Mme Hélène Masson-Maret. - - On peut lire dans l'objet de l'amendement la phrase suivante : la charge de la preuve incombera à l'auteur de la mesure discriminatoire. A quel moment dans le droit français la charge de la preuve doit-elle être rapportée par la personne qui est accusée ? Jamais. Cela n'existe que dans le droit anglo-saxon. La loi de modernisation sociale de 2002 avait introduit un renversement de la charge de la preuve dans un cas bien précis, celui du harcèlement moral au travail, pour la première fois en droit français. Souvenons-nous de ce qui s'était alors passé dans les entreprises : on a vu pléthore de plaintes pour harcèlement moral. En 2003, ce renversement de la charge de la preuve a été supprimé, tant il avait conduit à des excès. Je voulais attirer l'attention sur ce point précis.
M. Raymond Vall, président. - Sauf mauvaise interprétation de ma part, avec la présente proposition de loi, la charge de la preuve incombera désormais à l'auteur de la mesure discriminatoire, soit l'employeur.

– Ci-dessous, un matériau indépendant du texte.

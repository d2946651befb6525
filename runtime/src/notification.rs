//! Idempotent notification consumer.
//!
//! A consumer-group reader keeps fetching newer messages whether or not
//! earlier ones were committed, so "retry by not committing" would silently
//! skip a failed message. Instead each fetched message is retried in process
//! until its fate is decided, and only then committed:
//!
//! ```text
//! fetch ──► decode ──► ledger.start_processing ──► handler ──► ledger.mark_done ──► commit
//!             │                  │                    │
//!             │            already done/failed    failure
//!             │                  │                    │
//!             │                  └──► commit          ├──► budget left: backoff, retry same message
//!             │                                       └──► exhausted: dead-letter, ledger.mark_dead, commit
//!             └──► malformed: dead-letter raw bytes, commit
//! ```
//!
//! A crash between the effect and the commit redelivers the message once; the
//! ledger then reports it done and the effect is not applied again.

use crate::handler::EventHandler;
use crate::metrics::ConsumerMetrics;
use crate::retry::BackoffPolicy;
use outbox_core::environment::{Clock, SystemClock};
use outbox_core::{
    DeadLetter, Envelope, FailureReason, LogConsumer, LogMessage, LogProducer,
    ProcessedEventStore, TransportErrorKind,
};
use std::sync::Arc;
use std::time::Duration;
use tokio::sync::broadcast;
use tracing::{debug, error, info, warn};

const UNKNOWN_EVENT_TYPE: &str = "unknown";

/// Consumer tuning.
#[derive(Debug, Clone, Copy, PartialEq, Eq)]
pub struct ConsumerConfig {
    /// Attempts before an event is dead-lettered (0 = retry forever)
    pub max_attempts: u32,
    /// Bound on a dead-letter publish
    pub dead_letter_timeout: Duration,
    /// Pause after a failed fetch
    pub fetch_error_backoff: Duration,
}

impl Default for ConsumerConfig {
    fn default() -> Self {
        Self {
            max_attempts: 10,
            dead_letter_timeout: Duration::from_secs(5),
            fetch_error_backoff: Duration::from_millis(300),
        }
    }
}

/// How one fetched message was settled.
#[derive(Debug, Clone, Copy, PartialEq, Eq)]
pub enum MessageOutcome {
    /// Effect applied and committed
    Processed,
    /// Already done or failed in the ledger; committed without applying
    Duplicate,
    /// Malformed or exhausted; dead-lettered and committed
    DeadLettered,
    /// Shutdown arrived while waiting to retry; not committed
    Abandoned,
}

enum Handled {
    Applied,
    Duplicate,
}

struct Failure {
    reason: FailureReason,
    error: String,
    envelope: Option<Envelope>,
    ledger_attempts: u32,
}

impl Failure {
    fn new(reason: FailureReason, error: impl std::fmt::Display) -> Self {
        Self {
            reason,
            error: format!("{reason}: {error}"),
            envelope: None,
            ledger_attempts: 0,
        }
    }

    fn with_envelope(mut self, envelope: &Envelope) -> Self {
        self.envelope = Some(envelope.clone());
        self
    }

    const fn with_attempts(mut self, attempts: u32) -> Self {
        self.ledger_attempts = attempts;
        self
    }

    fn event_type(&self) -> &str {
        self.envelope
            .as_ref()
            .map_or(UNKNOWN_EVENT_TYPE, |e| e.event_type.as_str())
    }
}

/// Fetch loop with per-event deduplication and in-process retries.
pub struct NotificationConsumer {
    consumer: Arc<dyn LogConsumer>,
    ledger: Arc<dyn ProcessedEventStore>,
    handler: Arc<dyn EventHandler>,
    dead_letter: Option<Arc<dyn LogProducer>>,
    metrics: Arc<ConsumerMetrics>,
    clock: Arc<dyn Clock>,
    backoff: BackoffPolicy,
    config: ConsumerConfig,
}

impl NotificationConsumer {
    /// Create a consumer with no dead-letter topic.
    #[must_use]
    pub fn new(
        consumer: Arc<dyn LogConsumer>,
        ledger: Arc<dyn ProcessedEventStore>,
        handler: Arc<dyn EventHandler>,
        config: ConsumerConfig,
    ) -> Self {
        Self {
            consumer,
            ledger,
            handler,
            dead_letter: None,
            metrics: Arc::new(ConsumerMetrics::new()),
            clock: Arc::new(SystemClock),
            backoff: BackoffPolicy::consumer(),
            config,
        }
    }

    /// Publish dead-lettered events through `producer`.
    #[must_use]
    pub fn with_dead_letter(mut self, producer: Arc<dyn LogProducer>) -> Self {
        self.dead_letter = Some(producer);
        self
    }

    /// Record into `metrics`.
    #[must_use]
    pub fn with_metrics(mut self, metrics: Arc<ConsumerMetrics>) -> Self {
        self.metrics = metrics;
        self
    }

    /// Stamp commits with `clock`.
    #[must_use]
    pub fn with_clock(mut self, clock: Arc<dyn Clock>) -> Self {
        self.clock = clock;
        self
    }

    /// Replace the retry schedule.
    #[must_use]
    pub const fn with_backoff(mut self, backoff: BackoffPolicy) -> Self {
        self.backoff = backoff;
        self
    }

    /// The consumer's metrics.
    #[must_use]
    pub fn metrics(&self) -> &ConsumerMetrics {
        &self.metrics
    }

    /// Fetch and settle messages until `shutdown` fires or the consumer is closed.
    pub async fn run(&self, mut shutdown: broadcast::Receiver<()>) {
        info!(
            max_attempts = self.config.max_attempts,
            dead_letter = self.dead_letter.is_some(),
            "Notification consumer started"
        );

        loop {
            let fetched = tokio::select! {
                _ = shutdown.recv() => break,
                fetched = self.consumer.fetch_message() => fetched,
            };

            match fetched {
                Ok(message) => {
                    self.metrics.record_fetched();
                    log_fetch(&message);
                    if self.process_message(&message, &mut shutdown).await
                        == MessageOutcome::Abandoned
                    {
                        break;
                    }
                }
                Err(e) if e.kind == TransportErrorKind::Closed => {
                    info!("Log consumer closed");
                    break;
                }
                Err(e) => {
                    error!(error = %e, "Fetch failed");
                    tokio::select! {
                        _ = shutdown.recv() => break,
                        () = tokio::time::sleep(self.config.fetch_error_backoff) => {}
                    }
                }
            }
        }

        info!("Notification consumer shutting down");
    }

    /// Settle one message: retry it in place until it is processed, skipped
    /// as a duplicate, or dead-lettered, then commit it.
    ///
    /// Returns [`MessageOutcome::Abandoned`] without committing if `shutdown`
    /// fires during a backoff sleep; the message will be redelivered.
    pub async fn process_message(
        &self,
        message: &LogMessage,
        shutdown: &mut broadcast::Receiver<()>,
    ) -> MessageOutcome {
        let mut local_attempts: u32 = 0;

        loop {
            local_attempts = local_attempts.saturating_add(1);

            let failure = match self.handle(message).await {
                Ok((Handled::Applied, envelope)) => {
                    self.metrics.record_ok(&envelope.event_type);
                    self.commit(message).await;
                    return MessageOutcome::Processed;
                }
                Ok((Handled::Duplicate, envelope)) => {
                    info!(
                        event_id = %envelope.event_id,
                        event_type = %envelope.event_type,
                        "Skipping already settled event"
                    );
                    self.metrics.record_duplicate(&envelope.event_type);
                    self.commit(message).await;
                    return MessageOutcome::Duplicate;
                }
                Err(failure) => failure,
            };

            let attempts = local_attempts.max(failure.ledger_attempts);
            self.metrics.record_error(failure.event_type(), failure.reason);
            error!(
                reason = %failure.reason,
                attempt = attempts,
                partition = message.partition,
                offset = message.offset,
                error = %failure.error,
                "Message handling failed"
            );

            let exhausted = self.config.max_attempts > 0 && attempts >= self.config.max_attempts;
            if !failure.reason.is_retryable() || exhausted {
                self.bury(message, &failure).await;
                self.commit(message).await;
                return MessageOutcome::DeadLettered;
            }

            let delay = self.backoff.delay_for_attempt(attempts);
            tokio::select! {
                _ = shutdown.recv() => {
                    warn!(
                        partition = message.partition,
                        offset = message.offset,
                        "Shutdown during retry, leaving message uncommitted"
                    );
                    return MessageOutcome::Abandoned;
                }
                () = tokio::time::sleep(delay) => {}
            }
        }
    }

    async fn handle(&self, message: &LogMessage) -> Result<(Handled, Envelope), Failure> {
        let envelope =
            Envelope::decode(&message.value).map_err(|e| Failure::new(FailureReason::Decode, e))?;

        let start = self.ledger.start_processing(&envelope).await.map_err(|e| {
            Failure::new(FailureReason::Store, e).with_envelope(&envelope)
        })?;
        let ledger_attempts = u32::try_from(start.attempts).unwrap_or(0);
        if !start.should_process {
            return Ok((Handled::Duplicate, envelope));
        }

        if let Err(e) = self.handler.handle(&envelope).await {
            let failure = Failure::new(e.reason, &e.message)
                .with_envelope(&envelope)
                .with_attempts(ledger_attempts);
            self.record_failure(&envelope, &failure.error).await;
            return Err(failure);
        }

        if let Err(e) = self.ledger.mark_done(&envelope.event_id).await {
            let failure = Failure::new(FailureReason::Store, e)
                .with_envelope(&envelope)
                .with_attempts(ledger_attempts);
            self.record_failure(&envelope, &failure.error).await;
            return Err(failure);
        }

        debug!(event_id = %envelope.event_id, attempt = ledger_attempts, "Event processed");
        Ok((Handled::Applied, envelope))
    }

    async fn record_failure(&self, envelope: &Envelope, error: &str) {
        if let Err(e) = self.ledger.mark_failed(&envelope.event_id, error).await {
            warn!(event_id = %envelope.event_id, error = %e, "Failed to record attempt failure");
        }
    }

    /// Dead-letter a message whose fate is decided, and close its ledger row.
    async fn bury(&self, message: &LogMessage, failure: &Failure) {
        let record = match &failure.envelope {
            Some(envelope) => DeadLetter::for_envelope(&failure.error, envelope.clone()),
            None => DeadLetter::for_raw(&failure.error, &message.value),
        };
        self.publish_dead_letter(message, &record).await;

        if let Some(envelope) = &failure.envelope {
            if let Err(e) = self
                .ledger
                .mark_dead(&envelope.event_id, &failure.error)
                .await
            {
                error!(event_id = %envelope.event_id, error = %e, "Failed to mark event dead");
            }
        }

        self.metrics.record_dead(failure.event_type());
        error!(
            event_type = failure.event_type(),
            partition = message.partition,
            offset = message.offset,
            error = %failure.error,
            "Message dead-lettered"
        );
    }

    async fn publish_dead_letter(&self, message: &LogMessage, record: &DeadLetter) {
        let Some(producer) = &self.dead_letter else {
            return;
        };

        let bytes = match record.encode() {
            Ok(bytes) => bytes,
            Err(e) => {
                warn!(error = %e, "Failed to encode dead-letter record");
                return;
            }
        };

        let key = match (&message.key, record) {
            (Some(key), _) => key.clone(),
            (None, DeadLetter::Envelope { envelope, .. }) => {
                envelope.aggregate_id.as_bytes().to_vec()
            }
            (None, DeadLetter::Raw { .. }) => Vec::new(),
        };

        if let Err(e) = producer
            .publish(&key, &bytes, self.config.dead_letter_timeout)
            .await
        {
            warn!(error = %e, "Dead-letter publish failed");
        }
    }

    async fn commit(&self, message: &LogMessage) {
        match self
            .consumer
            .commit_messages(std::slice::from_ref(message))
            .await
        {
            Ok(()) => {
                self.metrics.record_committed(self.clock.now().timestamp());
                info!(
                    partition = message.partition,
                    offset = message.offset,
                    "Committed message"
                );
            }
            Err(e) => error!(
                partition = message.partition,
                offset = message.offset,
                error = %e,
                "Commit failed"
            ),
        }
    }
}

fn log_fetch(message: &LogMessage) {
    match Envelope::decode(&message.value) {
        Ok(envelope) => info!(
            partition = message.partition,
            offset = message.offset,
            event_id = %envelope.event_id,
            event_type = %envelope.event_type,
            aggregate_id = %envelope.aggregate_id,
            "Fetched message"
        ),
        Err(e) => warn!(
            partition = message.partition,
            offset = message.offset,
            error = %e,
            "Fetched undecodable message"
        ),
    }
}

Il s'agit en effet de protéger le lanceur d'alerte. Il est normal que la personne prenant la mesure de sanction à l'encontre du lanceur d'alerte soit celle qui doive apporter la preuve du bien-fondé de sa décision et de l'absence de discrimination.
M. Ronan Dantec, rapporteur. - Le renversement de la charge de la preuve est généralement la règle en matière de discrimination.
M. Michel Teston. - Je comprends l'esprit qui a présidé au dépôt de l'amendement. Cependant je me pose la question suivante : cet amendement, s'il était adopté, apporterait-il une protection supplémentaire par rapport au droit en vigueur ? A ma connaissance, non. Toute personne victime d'une mesure discriminatoire peut d'ores et déjà saisir le Défenseur des droits. C'est en cela que je suis sceptique sur l'amendement. Le fond du texte est logique et souhaitable, mais il semble ne rien apporter à la législation en vigueur.
M. Henri Tandonnet. - Si cet amendement n'ajoute rien à la protection existante, il est inutile de l'ajouter au texte. Je voterai cette proposition de loi cet après-midi en séance. L'article 1er A m'inquiète cependant. Nous avons élargi le droit d'alerte, sans définir comment le lanceur d'alerte pourrait se manifester. Il faudra probablement un décret d'application. L'alerte pourra-t-elle passer par un site Internet ? par un courrier envoyé à un journal ? Il faudra matérialiser le lancement de l'alerte, qui justifiera que la personne sollicite la protection du statut de lanceur d'alerte. C'est une lacune du texte.
M. Ronan Dantec, rapporteur. - L'alinéa 5 de l'article 1er, sur les missions de la commission nationale de déontologie, dispose que celle-ci définit les critères qui fondent la recevabilité d'une alerte. Ce sera donc le travail de la commission de cadrer ces interrogations. Un décret d'application est par ailleurs prévu par la proposition de loi.
La commission du développement durable émet un avis défavorable sur l'amendement.